Brückenbauer
Geschichten vom Krieg
Ab 1949 erschienen in der DDR »Lesebücher für unsere Zeit«. Sie stellten bedeutende Schriftsteller wie Johann Wolfgang von Goethe, Gotthold Ephraim Lessing, William Shakespeare, Heinrich von Kleist, Friedrich Hebbel und Heinrich Heine vor, dienten der Popularisierung literarischer Schätze. Sie trugen dem Herausgeber, Walter Victor in Weimar, den Ruf eines »Brückenbauers humanistischer Bildung« (Arnold Zweig) ein und sind bei Literaturfreunden bis heute gefragt. Der linke Publizist, Schriftsteller und Editor hatte sich nach der Rückkehr aus dem Exil 1947 für die sowjetische Besatzungszone entschieden. In der DDR förderte er als Vorstandsmitglied des Schriftstellerverbandes junge Autoren. Sein umfangreiches Archiv befindet sich im Literaturarchiv der Berliner Akademie der Künste.

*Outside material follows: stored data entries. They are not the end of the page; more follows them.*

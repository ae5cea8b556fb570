//! Decode the source into a scaled still-image sequence via ffmpeg.

use std::path::Path;

use crate::command::ToolCommand;
use crate::tools::ToolRegistry;

/// Decode the source video into a sequence of JPEG frames.
///
/// `pattern` is an ffmpeg output pattern (e.g. `frames/%05d.jpeg`); the
/// sequential index keeps the frames ordered for the encoder. Every frame is
/// scaled to `width`x`height` and emitted at `frame_rate` with `-q:v quality`
/// (1 = best).
pub async fn extract_frames(
    tools: &ToolRegistry,
    source: &Path,
    pattern: &Path,
    width: u32,
    height: u32,
    frame_rate: f64,
    quality: u32,
) -> thp_core::Result<()> {
    let ffmpeg = tools.require("ffmpeg")?;

    tracing::debug!(
        "extract frames from {} to {} at {width}x{height}, {frame_rate} fps",
        source.display(),
        pattern.display()
    );

    let mut cmd = ToolCommand::new(ffmpeg.path.clone());
    cmd.args(["-y", "-i"]);
    cmd.arg(source.to_string_lossy().as_ref());
    cmd.args(["-q:v", &quality.to_string()]);
    cmd.args(["-r", &frame_rate.to_string()]);
    cmd.args(["-vf", &format!("scale={width}:{height}")]);
    cmd.args(["-movflags", "+faststart"]);
    cmd.arg(pattern.to_string_lossy().as_ref());
    // Runtime scales with source length.
    cmd.no_timeout();
    cmd.execute().await?;

    Ok(())
}
//! thp-core: shared errors and configuration.
//!
//! This crate is the foundational dependency for the other thpforge
//! crates, providing a unified error type and the application
//! configuration.

pub mod config;
pub mod error;

// Re-export the most commonly used items at the crate root.
pub use error::{Error, Result};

Geboren vor 125 Jahren in Bad Oeynhausen, einem bekannten Kurort, der zum Landkreis von Minden-Lübbecke gehört, trat der jüdische Fabrikantensohn aufgrund seiner Erfahrungen als Soldat im Ersten Weltkrieg 1919 in die SPD ein und beteiligte sich im Jahr darauf auf dem 1. Reichstreffen der Arbeiterjugend an der symbolischen Verbrennung eines Hakenkreuzes vor dem Goethe-Schiller-Denkmal in Weimar. Victor profilierte sich in der Folge als Mitarbeiter verschiedener linker Zeitungen, darunter die »Weltbühne«, war über fünf Jahre Stadtrat in Zwickau und setzte sich in seinen Veröffentlichungen stets kritisch mit den Nazis auseinander. Sein Freundeskreis reichte von Ernst Toller und Willi Bredel über Carl von Ossietzky bis zu Siegfried Jacobsohn. Einfühlsame Biografien wie »Mathilde«, über die Frau von Heinrich Heine, »Der General und die Frauen«, ein Buch über Friedrich Engels, und »Ein Kranz auf Bebels Grab« verschafften ihm einen großen Bekanntheitsgrad unter Linken. Nach dem Machtantritt der Nazis war er ex᠆trem gefährdet.

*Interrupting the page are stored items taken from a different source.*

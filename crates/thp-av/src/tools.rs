//! External tool detection and management.
//!
//! The [`ToolRegistry`] discovers and caches the locations of the external
//! CLI tools (ffmpeg, ffprobe, THPConv) and provides lookup methods for the
//! rest of the crate.

use std::collections::HashMap;
use std::path::PathBuf;

use serde::{Deserialize, Serialize};

/// Known tool names that the registry manages.
///
/// `thpconv` is Nintendo's THP container encoder; unlike the ffmpeg pair it
/// ships without any version flag.
const KNOWN_TOOLS: &[&str] = &["ffmpeg", "ffprobe", "thpconv"];

/// Configuration for a single external tool.
#[derive(Debug, Clone, Serialize, Deserialize)]
pub struct ToolConfig {
    /// Human-readable tool name (e.g. "ffmpeg").
    pub name: String,
    /// Resolved path to the executable.
    pub path: PathBuf,
}

/// Availability information for a tool, returned by [`ToolRegistry::check_all`].
#[derive(Debug, Clone, Serialize, Deserialize)]
pub struct ToolInfo {
    /// Tool name.
    pub name: String,
    /// Whether the tool was found.
    pub available: bool,
    /// Version string (first line of `-version` output), if available.
    pub version: Option<String>,
    /// Resolved path to the executable.
    pub path: Option<PathBuf>,
}

/// Registry holding discovered tool configurations.
#[derive(Debug, Clone)]
pub struct ToolRegistry {
    tools: HashMap<String, ToolConfig>,
}

impl ToolRegistry {
    /// Discover tools by searching `PATH` (or using overrides from config).
    ///
    /// For each known tool, if the [`thp_core::config::ToolsConfig`] supplies
    /// a custom path **and** that path exists, it is used directly. Otherwise
    /// [`which::which`] is used to locate the tool in `PATH`. Tools that are
    /// not found are silently omitted from the registry.
    pub fn discover(tools_config: &thp_core::config::ToolsConfig) -> Self {
        let mut tools = HashMap::new();

        for &name in KNOWN_TOOLS {
            let custom_path = match name {
                "ffmpeg" => tools_config.ffmpeg_path.as_deref(),
                "ffprobe" => tools_config.ffprobe_path.as_deref(),
                "thpconv" => tools_config.thpconv_path.as_deref(),
                _ => None,
            };

            let resolved = if let Some(p) = custom_path {
                if p.exists() {
                    Some(p.to_path_buf())
                } else {
                    // Custom path does not exist; fall back to PATH.
                    which::which(name).ok()
                }
            } else {
                which::which(name).ok()
            };

            if let Some(path) = resolved {
                tools.insert(
                    name.to_string(),
                    ToolConfig {
                        name: name.to_string(),
                        path,
                    },
                );
            }
        }

        Self { tools }
    }

    /// Return a reference to the [`ToolConfig`] for the given tool, or a
    /// [`thp_core::Error::Tool`] if the tool was not found during discovery.
    pub fn require(&self, name: &str) -> thp_core::Result<&ToolConfig> {
        self.tools.get(name).ok_or_else(|| thp_core::Error::Tool {
            tool: name.to_string(),
            message: format!("{name} not found; is it installed and in PATH?"),
        })
    }

    /// Check all known tools and return availability information.
    pub fn check_all(&self) -> Vec<ToolInfo> {
        KNOWN_TOOLS
            .iter()
            .map(|&name| {
                if let Some(cfg) = self.tools.get(name) {
                    let version = detect_version(name, &cfg.path);
                    ToolInfo {
                        name: name.to_string(),
                        available: true,
                        version,
                        path: Some(cfg.path.clone()),
                    }
                } else {
                    ToolInfo {
                        name: name.to_string(),
                        available: false,
                        version: None,
                        path: None,
                    }
                }
            })
            .collect()
    }

    /// Iterate over all registered tool configs.
    pub fn iter(&self) -> impl Iterator<Item = (&String, &ToolConfig)> {
        self.tools.iter()
    }
}

/// Run `<tool> -version` and return the first line of stdout.
///
/// THPConv has no version flag, so it is skipped.
fn detect_version(name: &str, path: &PathBuf) -> Option<String> {
    let version_arg = match name {
        "ffmpeg" | "ffprobe" => "-version",
        _ => return None,
    };

    let output = std::process::Command::new(path)
        .arg(version_arg)
        .output()
        .ok()?;

    if !output.status.success() {
        return None;
    }

    String::from_utf8_lossy(&output.stdout)
        .lines()
        .next()
        .map(|s| s.to_string())
}

#[cfg(test)]
mod tests {
    use super::*;
    use thp_core::config::ToolsConfig;

    #[test]
    fn discover_with_default_config() {
        let cfg = ToolsConfig::default();
        let registry = ToolRegistry::discover(&cfg);
        // We cannot guarantee any tool is installed in CI,
        // but the call itself must not panic.
        let _ = registry.check_all();
    }

    #[test]
    fn require_missing_tool_returns_error() {
        let cfg = ToolsConfig::default();
        let registry = ToolRegistry::discover(&cfg);
        let result = registry.require("nonexistent_tool_xyz");
        assert!(result.is_err());
    }

    #[test]
    fn check_all_returns_known_tools() {
        let cfg = ToolsConfig::default();
        let registry = ToolRegistry::discover(&cfg);
        let infos = registry.check_all();
        let names: Vec<&str> = infos.iter().map(|i| i.name.as_str()).collect();
        assert!(names.contains(&"ffmpeg"));
        assert!(names.contains(&"ffprobe"));
        assert!(names.contains(&"thpconv"));
    }

    #[test]
    fn custom_path_is_used_when_it_exists() {
        let tmp = tempfile::NamedTempFile::new().unwrap();
        let cfg = ToolsConfig {
            thpconv_path: Some(tmp.path().to_path_buf()),
            ..ToolsConfig::default()
        };
        let registry = ToolRegistry::discover(&cfg);
        let thpconv = registry.require("thpconv").unwrap();
        assert_eq!(thpconv.path, tmp.path());
    }

    #[test]
    fn tool_config_serialization() {
        let cfg = ToolConfig {
            name: "ffmpeg".to_string(),
            path: PathBuf::from("/usr/bin/ffmpeg"),
        };
        let json = serde_json::to_string(&cfg).unwrap();
        assert!(json.contains("ffmpeg"));
        let back: ToolConfig = serde_json::from_str(&json).unwrap();
        assert_eq!(back.name, "ffmpeg");
    }
}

Zunächst lebte Victor unter falschen Namen in Berlin und auf der Insel Reichenau und beteiligte sich dort am antifaschistischen Widerstand. 1935 verhaftet und verhört, kam er durch glückliche Umstände wieder frei, emigrierte in die Schweiz und - dort ausgewiesen - über Luxemburg und Frankreich 1940 in die USA, wo er sich als Hausdiener, Packer und Hilfsarbeiter durchschlug, bis er als Verlagsmitarbeiter unterkam und wieder als antifaschistischer Journalist arbeiten konnte. Der linke Exilant schrieb unter anderem für das Nationalkomitee »Freies Deutschland«.
Victor starb 1971 in Bad Berka. Sein letzte Ruhe fand er aber auf dem Ehrengräberfeld in Weimar.